28 jul, 2017 • Opinião de Luís Cabral


Muitos troçam do uso brasileiro do gerúndio, mas o uso brasileiro é mais correcto e rico — na minha humilde opinião — que o nosso uso do infinitivo: "eu estou escrevendo um artigo para a RR" é melhor que "eu estou a escrever um artigo para a RR".

Há pouco mais de 40 anos foi exibido em Portugal o primeiro episódio da telenovela Gabriela. O sucesso, como muitos se lembram, foi estrondoso (tanto assim que foi repetida no segundo canal para aqueles que acordaram tarde para o fenómeno).

Seguiu-se uma série de telenovelas brasileiras que, no seu conjunto, tiveram uma influência significativa em Portugal: nos penteados, nos nomes dos bebés ... mas principalmente na linguagem.
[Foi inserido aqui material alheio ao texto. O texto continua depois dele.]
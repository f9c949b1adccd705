//! uiverify: scripted UI verification for single-page web applications.
//!
//! A run seeds the application's persisted storage with a fixture, drives the
//! page through an ordered list of steps, asserts that expected elements
//! become visible and captures screenshots. The first failing step ends the
//! run with a diagnostic screenshot.
//!
//! # Architecture
//!
//! ```text
//! ┌──────────────┐    ┌──────────────────────┐    ┌──────────────┐
//! │ Scenario     │    │ VerificationRunner   │    │ Session      │
//! │ + Fixture    │───►│ seed / step / report │───►│ (chromium    │
//! │ + RunConfig  │    │                      │    │  via CDP)    │
//! └──────────────┘    └──────────────────────┘    └──────────────┘
//! ```
//!
//! # Example
//!
//! ```ignore
//! use uiverify::{CdpLauncher, RunConfig, Selector, Step, VerificationRunner};
//!
//! let config = RunConfig::new("http://localhost:5173").with_scenario_name("home");
//! let steps = vec![
//!     Step::assert_visible(Selector::test_id("wallets-heading")),
//!     Step::capture(),
//! ];
//! let report = VerificationRunner::new(CdpLauncher::new())
//!     .run(None, &steps, &config)
//!     .await?;
//! assert!(report.is_success());
//! ```

#![warn(missing_docs)]

mod artifacts;
#[cfg(feature = "browser")]
mod browser;
mod config;
mod fixture;
mod report;
mod result;
mod runner;
mod scenario;
mod selector;
mod session;
mod wait;

pub use artifacts::{sanitize, ArtifactWriter, DEFAULT_CAPTURE_LABEL};
#[cfg(feature = "browser")]
pub use browser::{CdpLauncher, CdpSession};
pub use config::{
    RunConfig, Viewport, DEFAULT_NAVIGATION_TIMEOUT_MS, DEFAULT_POLL_INTERVAL_MS,
    DEFAULT_STORAGE_KEY,
};
pub use fixture::{Fixture, StorageSeed};
pub use report::{CaptureIssue, RunPhase, RunReport, RunStatus, StepFailure};
pub use result::{FailureKind, VerifyError, VerifyResult};
pub use runner::VerificationRunner;
pub use scenario::{Scenario, Step, StepAction, DEFAULT_STEP_TIMEOUT_MS};
pub use selector::Selector;
pub use session::{ElementState, Session, SessionLauncher};
pub use wait::{Poller, WaitOptions, WaitResult};

/// Prelude for convenient imports
pub mod prelude {
    #[cfg(feature = "browser")]
    pub use super::CdpLauncher;
    pub use super::{
        ElementState, FailureKind, Fixture, RunConfig, RunReport, RunStatus, Scenario, Selector,
        Session, SessionLauncher, Step, StepAction, VerificationRunner, VerifyError, VerifyResult,
        Viewport,
    };
}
Na altura não havia internet, mas se houvesse estou certo de que conseguiria facilmente encontrar múltiplos autores lamentando a "brasileiração" do português, alguns inclusivamente pintando cenários apocalípticos.

Nenhum desses cenários extremos veio a acontecer. É verdade que passámos a conhecer muito melhor a cultura brasileira, mas continuamos com o nosso sotaque, os nossos vocábulos, a nossa cultura própria.

Vieram-me estas ideias à memória quando recentemente li um artigo no "Economist" sobre um caso paralelo: a americanização do inglês de Inglaterra. O paralelo é natural: em ambos os casos, temos uma Nação-Mãe com dimensão pequena relativamente à antiga colónia. A colónia, por sua vez, é um "melting pot" onde se juntam pessoas das mais variadas origens. Finalmente, os "media" globais cada vez mais adoptam a versão da língua do novo mundo.

Tal como escreve o "Economist", penso que não é caso para alarme, nem sequer para lamento. Em primeiro lugar, muitas das queixas sobre a língua do novo mundo são erradas. Por exemplo, os ingleses queixam-se do particípio passado "gotten" (Estados Unidos) em vez do "got" britânico, mas a verdade é que a versão americana é a mais antiga: se alguém mudou foram os próprios britânicos. Também aqui o paralelo com Portugal é interessante: muitos troçam do uso brasileiro do gerúndio, mas o uso brasileiro é mais correcto e rico — na minha humilde opinião — que o nosso uso do infinitivo: "eu estou escrevendo um artigo para a RR" é melhor que "eu estou a escrever um artigo para a RR".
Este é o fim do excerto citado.